◆ Aim of the exercise
Write out, precisely and in full, each line of the material.

◆ Material supplied

// 配置结构，放在 models 以便库内各层共享
use crate::data::cache::FingerprintStrategy;
use crate::data::connection::sqlite::MEMORY_PATH;
use crate::data::{DataError, Result};
use serde::{Deserialize, Serialize};
use std::path::{Path, PathBuf};

/// 日志级别
#[derive(Debug, Clone, Copy, PartialEq, Eq, Default, Serialize, Deserialize)]
#[serde(rename_all = "lowercase")]
pub enum LogLevel {
    Trace,
    Debug,
    #[default]
    Info,
    Warn,
    Error,
}

impl LogLevel {
    pub fn as_str(&self) -> &'static str {
        match self {
            LogLevel::Trace => "trace",
            LogLevel::Debug => "debug",
            LogLevel::Info => "info",
            LogLevel::Warn => "warn",
            LogLevel::Error => "error",
        }
    }
}

/// 日志输出格式
#[derive(Debug, Clone, Copy, PartialEq, Eq, Default, Serialize, Deserialize)]
#[serde(rename_all = "lowercase")]
pub enum LogFormat {
    #[default]
    Text,
    Json,
}

/// 日志输出目标
#[derive(Debug, Clone, Copy, PartialEq, Eq, Default, Serialize, Deserialize)]
#[serde(rename_all = "lowercase")]
pub enum LogOutput {
    #[default]
    Console,
    File,
    Both,
}

/// 日志配置
#[derive(Debug, Clone, PartialEq, Default, Serialize, Deserialize)]
#[serde(default)]
pub struct LogConfig {
    pub level: LogLevel,
    pub format: LogFormat,
    pub output: LogOutput,
    /// 日志目录（为空时使用 ~/.sqlsession/logs）
    pub file_path: Option<String>,
}

/// 会话配置
#[derive(Debug, Clone, PartialEq, Serialize, Deserialize)]
#[serde(default)]
pub struct SessionConfig {
    /// 数据库文件路径，`":memory:"` 表示内存数据库
    pub database: PathBuf,
    /// 是否启用查询缓存
    pub caching_enabled: bool,
    /// 缓存指纹策略
    pub fingerprint: FingerprintStrategy,
    /// 类型解析失败时重试使用的遗留前缀
    pub legacy_prefix: Option<String>,
    pub log: LogConfig,
}

impl Default for SessionConfig {
    fn default() -> Self {
        Self {
            database: PathBuf::from(MEMORY_PATH),
            caching_enabled: false,
            fingerprint: FingerprintStrategy::default(),
            legacy_prefix: None,
            log: LogConfig::default(),
        }
    }
}

impl SessionConfig {
    /// 从文件加载配置（`.toml` 按 TOML 解析，其余按 JSON 解析）
    pub fn load(path: &Path) -> Result<Self> {
        let content = std::fs::read_to_string(path).map_err(|e| DataError::io(path, e))?;

        let is_toml = path
            .extension()
            .and_then(|ext| ext.to_str())
            .is_some_and(|ext| ext.eq_ignore_ascii_case("toml"));

        let config = if is_toml {
            toml::from_str(&content)?
        } else {
            serde_json::from_str(&content)?
        };
        Ok(config)
    }
}
//! 数据库连接抽象
//!
//! 执行器只依赖这两个 trait：
//! - `Connection`: 已打开的数据库连接，可预处理语句并报告最近一次错误
//! - `PreparedStatement`: 单次调用内使用的预处理语句
//!
//! 预处理语句借用连接，离开作用域即释放，不跨调用复用。

pub mod sqlite;

pub use sqlite::SqliteConnection;

use crate::data::value::{Row, Value};
use std::fmt;

/// 驱动层错误（仅携带可读信息，由执行器决定是否致命）
#[derive(Debug, Clone, PartialEq, Eq)]
pub struct DriverError {
    pub message: String,
}

impl DriverError {
    pub fn new(message: impl Into<String>) -> Self {
        Self {
            message: message.into(),
        }
    }
}

impl fmt::Display for DriverError {
    fn fmt(&self, f: &mut fmt::Formatter<'_>) -> fmt::Result {
        f.write_str(&self.message)
    }
}

impl std::error::Error for DriverError {}

/// 已打开、已认证的数据库连接
pub trait Connection: Send {
    /// 预处理参数化语句
    fn prepare<'c>(
        &'c self,
        sql: &str,
    ) -> std::result::Result<Box<dyn PreparedStatement + 'c>, DriverError>;

    /// 最近一次错误描述
    fn last_error(&self) -> Option<String>;
}

/// 预处理语句
pub trait PreparedStatement {
    /// 语句声明的占位符数量
    fn param_count(&self) -> usize;

    /// 按位置绑定参数（从 0 开始）
    fn bind(&mut self, index: usize, value: &Value) -> std::result::Result<(), DriverError>;

    /// 执行写语句，返回生成的标识（不适用时为 0）
    fn execute(&mut self) -> std::result::Result<i64, DriverError>;

    /// 执行读语句并按返回顺序取出行；`limit` 为 `Some(n)` 时最多取 n 行
    fn query(&mut self, limit: Option<usize>) -> std::result::Result<Vec<Row>, DriverError>;
}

◆ Solution to the exercise
// 配置结构，放在 models 以便库内各层共享
use crate::data::cache::FingerprintStrategy;
use crate::data::connection::sqlite::MEMORY_PATH;
use crate::data::{DataError, Result};
use serde::{Deserialize, Serialize};
use std::path::{Path, PathBuf};

/// 日志级别
#[derive(Debug, Clone, Copy, PartialEq, Eq, Default, Serialize, Deserialize)]
#[serde(rename_all = "lowercase")]
pub enum LogLevel {
    Trace,
    Debug,
    #[default]
    Info,
    Warn,
    Error,
}

impl LogLevel {
    pub fn as_str(&self) -> &'static str {
        match self {
            LogLevel::Trace => "trace",
            LogLevel::Debug => "debug",
            LogLevel::Info => "info",
            LogLevel::Warn => "warn",
            LogLevel::Error => "error",
        }
    }
}

/// 日志输出格式
#[derive(Debug, Clone, Copy, PartialEq, Eq, Default, Serialize, Deserialize)]
#[serde(rename_all = "lowercase")]
pub enum LogFormat {
    #[default]
    Text,
    Json,
}

/// 日志输出目标
#[derive(Debug, Clone, Copy, PartialEq, Eq, Default, Serialize, Deserialize)]
#[serde(rename_all = "lowercase")]
pub enum LogOutput {
    #[default]
    Console,
    File,
    Both,
}

/// 日志配置
#[derive(Debug, Clone, PartialEq, Default, Serialize, Deserialize)]
#[serde(default)]
pub struct LogConfig {
    pub level: LogLevel,
    pub format: LogFormat,
    pub output: LogOutput,
    /// 日志目录（为空时使用 ~/.sqlsession/logs）
    pub file_path: Option<String>,
}

/// 会话配置
#[derive(Debug, Clone, PartialEq, Serialize, Deserialize)]
#[serde(default)]
pub struct SessionConfig {
    /// 数据库文件路径，`":memory:"` 表示内存数据库
    pub database: PathBuf,
    /// 是否启用查询缓存
    pub caching_enabled: bool,
    /// 缓存指纹策略
    pub fingerprint: FingerprintStrategy,
    /// 类型解析失败时重试使用的遗留前缀
    pub legacy_prefix: Option<String>,
    pub log: LogConfig,
}

impl Default for SessionConfig {
    fn default() -> Self {
        Self {
            database: PathBuf::from(MEMORY_PATH),
            caching_enabled: false,
            fingerprint: FingerprintStrategy::default(),
            legacy_prefix: None,
            log: LogConfig::default(),
        }
    }
}

impl SessionConfig {
    /// 从文件加载配置（`.toml` 按 TOML 解析，其余按 JSON 解析）
    pub fn load(path: &Path) -> Result<Self> {
        let content = std::fs::read_to_string(path).map_err(|e| DataError::io(path, e))?;

        let is_toml = path
            .extension()
            .and_then(|ext| ext.to_str())
            .is_some_and(|ext| ext.eq_ignore_ascii_case("toml"));

        let config = if is_toml {
            toml::from_str(&content)?
        } else {
            serde_json::from_str(&content)?
        };
        Ok(config)
    }
}
//! 数据库连接抽象
//!
//! 执行器只依赖这两个 trait：
//! - `Connection`: 已打开的数据库连接，可预处理语句并报告最近一次错误
//! - `PreparedStatement`: 单次调用内使用的预处理语句
//!
//! 预处理语句借用连接，离开作用域即释放，不跨调用复用。

pub mod sqlite;

pub use sqlite::SqliteConnection;

use crate::data::value::{Row, Value};
use std::fmt;

/// 驱动层错误（仅携带可读信息，由执行器决定是否致命）
#[derive(Debug, Clone, PartialEq, Eq)]
pub struct DriverError {
    pub message: String,
}

impl DriverError {
    pub fn new(message: impl Into<String>) -> Self {
        Self {
            message: message.into(),
        }
    }
}

impl fmt::Display for DriverError {
    fn fmt(&self, f: &mut fmt::Formatter<'_>) -> fmt::Result {
        f.write_str(&self.message)
    }
}

impl std::error::Error for DriverError {}

/// 已打开、已认证的数据库连接
pub trait Connection: Send {
    /// 预处理参数化语句
    fn prepare<'c>(
        &'c self,
        sql: &str,
    ) -> std::result::Result<Box<dyn PreparedStatement + 'c>, DriverError>;

    /// 最近一次错误描述
    fn last_error(&self) -> Option<String>;
}

/// 预处理语句
pub trait PreparedStatement {
    /// 语句声明的占位符数量
    fn param_count(&self) -> usize;

    /// 按位置绑定参数（从 0 开始）
    fn bind(&mut self, index: usize, value: &Value) -> std::result::Result<(), DriverError>;

    /// 执行写语句，返回生成的标识（不适用时为 0）
    fn execute(&mut self) -> std::result::Result<i64, DriverError>;

    /// 执行读语句并按返回顺序取出行；`limit` 为 `Some(n)` 时最多取 n 行
    fn query(&mut self, limit: Option<usize>) -> std::result::Result<Vec<Row>, DriverError>;
}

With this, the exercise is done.